Background: Ewing’s sarcoma (EwS) is a pediatric bone and soft tissue cancer driven by the oncogenic fusion protein EWS::FLI1. Currently, EwS lacks targeted therapies, necessitating the identification of novel regulatory mechanisms. While the role of microRNAs and long non-coding RNAs has been explored in EwS, the presence and functional significance of circular RNAs (circRNAs) in EwS is not reported. This is the first study to report the presence and role of oncogenic circRNA, circZNF609 in EwS tumor progression. Methods: Expression of circZNF609 was validated in 5 different EwS cell lines using qPCR. Cellular localization of circZNF609 was identified using circFISH. Functional assays for proliferation, migration and apoptosis were performed in wild type and circZNF609 knocked down (KD) cell lines to confirm its oncogenic role. The impact of circZNF609 on EWS::FLI1 protein levels was confirmed using western blots, immunofluorescence, and polysome fractionation.
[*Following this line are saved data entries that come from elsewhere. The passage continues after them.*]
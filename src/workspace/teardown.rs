//! Ordered, fail-fast destruction of a workspace.
//!
//! Steps run in a fixed total order: helm uninstall, terraform destroy,
//! local state reset. A hard failure in one step aborts everything after
//! it. The namespace finalizer is the one concurrent piece: a detached,
//! delayed, best-effort task that clears finalizers on the release
//! namespace in case the uninstall left it stuck terminating.

use anyhow::{Context, Result};
use cloudkit::kube::{ClusterClient, KubectlClient};
use std::io;
use std::thread;
use std::time::Duration;

use super::Workspace;
use crate::executor::{CommandSpec, Executor, Suppression};
use crate::{paths, ui};

/// Delay before the background namespace finalize fires.
///
/// Long enough for a healthy namespace deletion to complete on its own;
/// the finalize is then a no-op.
pub const NAMESPACE_FINALIZE_DELAY: Duration = Duration::from_secs(60);

/// Output helm prints when asked to delete a release that is already gone.
/// The exact wording is a compatibility surface; helm's exit code alone
/// cannot distinguish this from a real failure.
const RELEASE_NOT_FOUND: &str = "release.*not found";

impl Workspace {
    /// Tear the workspace down completely: helm release, terraform
    /// infrastructure, then local generated state. Fail-fast; the error
    /// names the step that failed.
    pub fn destroy(&self) -> Result<()> {
        self.destroy_helm().context("helm uninstall failed")?;
        self.destroy_terraform().context("terraform destroy failed")?;
        self.reset()
    }

    /// Uninstall the helm release, tolerating releases that are already
    /// gone.
    pub fn destroy_helm(&self) -> Result<()> {
        // Refresh cluster credentials before touching anything. Best
        // effort: if this was actually wrong, the helm commands below fail
        // loudly on their own.
        if let Err(err) = self.provider.ensure_cluster_context() {
            log::debug!("cluster context refresh failed: {err}");
        }

        let name = self.repository();
        let namespace = self.namespace();
        let executor = Executor::new(self.runner.as_ref());

        // Probe first: a release that never existed (or is long gone) makes
        // `helm get values` fail, and there is nothing left to delete.
        let probe = CommandSpec::new("helm", ["get", "values", name, "-n", &namespace]);
        if executor.run_suppressed(&Suppression::Never, &probe).is_err() {
            ui::info("Helm already uninstalled, continuing...");
            return Ok(());
        }

        // The release can still vanish between probe and delete; helm's
        // "not found" complaint is then the desired end state.
        let not_found = Suppression::matches(RELEASE_NOT_FOUND)?;
        let delete = CommandSpec::new("helm", ["del", name, "-n", &namespace]);
        executor.run_suppressed(&not_found, &delete)?;
        Ok(())
    }

    /// Destroy the terraform-managed infrastructure for this repository.
    ///
    /// No failure is suppressible here: infrastructure state must be fully
    /// reconciled or the operator has to know.
    pub fn destroy_terraform(&self) -> Result<()> {
        let dir = paths::terraform_dir(&self.root, self.repository());
        let namespace = self.namespace();

        // Safety net for namespaces stuck terminating on dangling
        // finalizers. Fire-and-forget: it runs whether or not the destroy
        // below succeeds, and its own failure is only logged.
        drop(schedule_namespace_finalize(
            NAMESPACE_FINALIZE_DELAY,
            namespace,
            KubectlClient::new(),
        ));

        let executor = Executor::new(self.runner.as_ref());

        let init = CommandSpec::new("terraform", ["init", "-upgrade"]).current_dir(&dir);
        executor.run_suppressed(&Suppression::Never, &init)?;

        let destroy = CommandSpec::new("terraform", ["destroy", "-auto-approve"]).current_dir(&dir);
        executor.run_suppressed(&Suppression::Never, &destroy)?;
        Ok(())
    }

    /// Remove the generated `deploy.hcl`. Best effort: by this point the
    /// release and infrastructure are gone, so a file that cannot be
    /// removed is only worth a warning, never a failed teardown.
    pub fn reset(&self) -> Result<()> {
        let deploy = paths::deploy_file(&self.root, self.repository());
        if let Err(err) = std::fs::remove_file(&deploy) {
            if err.kind() != io::ErrorKind::NotFound {
                log::warn!("could not remove {}: {err}", deploy.display());
            }
        }
        Ok(())
    }

    /// Re-apply the installed chart (`helm upgrade --install`) with the
    /// workspace's rendered configuration.
    pub fn bounce(&self) -> Result<()> {
        let executor = Executor::new(self.runner.as_ref());
        executor.run_suppressed(&Suppression::Never, &self.upgrade_spec("upgrade"))?;
        Ok(())
    }

    /// Preview what a bounce would change (`helm diff upgrade`).
    pub fn diff(&self) -> Result<()> {
        let executor = Executor::new(self.runner.as_ref());
        executor.run_suppressed(&Suppression::Never, &self.upgrade_spec("diff"))?;
        Ok(())
    }

    fn upgrade_spec(&self, mode: &str) -> CommandSpec {
        let name = self.repository();
        let namespace = self.namespace();
        let chart = paths::helm_dir(&self.root, name);

        let mut args: Vec<String> = match mode {
            "diff" => vec!["diff".into(), "upgrade".into()],
            _ => vec!["upgrade".into(), "--install".into()],
        };
        args.push(name.to_string());
        args.push(chart.display().to_string());
        args.push("-n".into());
        args.push(namespace);
        args.extend(self.set_args());

        CommandSpec::new("helm", args)
    }

    /// Scalar configuration values as `--set key=value` pairs, in key
    /// order.
    fn set_args(&self) -> Vec<String> {
        let mut args = Vec::new();
        for (key, value) in &self.installation.configuration {
            let rendered = match value {
                serde_yaml::Value::String(s) => s.clone(),
                serde_yaml::Value::Number(n) => n.to_string(),
                serde_yaml::Value::Bool(b) => b.to_string(),
                _ => continue,
            };
            args.push("--set".to_string());
            args.push(format!("{key}={rendered}"));
        }
        args
    }
}

/// Schedule the best-effort namespace finalize.
///
/// Detached and uncancellable: the thread sleeps `delay`, then asks the
/// cluster client to clear the namespace's finalizers. Failure is logged,
/// never propagated — normal teardown does not depend on this having run.
/// The handle is returned only so tests can join; production callers drop
/// it.
pub fn schedule_namespace_finalize<C>(
    delay: Duration,
    namespace: String,
    client: C,
) -> thread::JoinHandle<()>
where
    C: ClusterClient + Send + 'static,
{
    thread::spawn(move || {
        thread::sleep(delay);
        if let Err(err) = client.finalize_namespace(&namespace) {
            log::warn!("could not finalize namespace {namespace}: {err}");
        }
    })
}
Mechanistic insights were gained utilizing bioinformatic, dual-luciferase reporter assays, rescue experiments, and microscopy to identify and validate the circRNA-miRNA-mRNA regulatory axis. Results: We report the first identification of circZNF609 in EwS, demonstrating that its expression is EWS::FLI1-dependent. Functional analysis reveals that circZNF609 promotes cell proliferation and metastasis while inhibiting apoptosis. Mechanistically, circZNF609 acts as a molecular sponge for miR-145-5p. By sequestering this miRNA, circZNF609 prevents the translational repression of EWS::FLI1, thereby sustaining oncogenic signaling. Conclusions: These findings identify circZNF609 as a novel post-transcriptional regulator of EWS::FLI1 and establish its critical role in EwS pathogenesis. Our results suggest that targeting the circZNF609/miR-145-5p/EWS::FLI1 axis may offer a promising therapeutic strategy for EwS.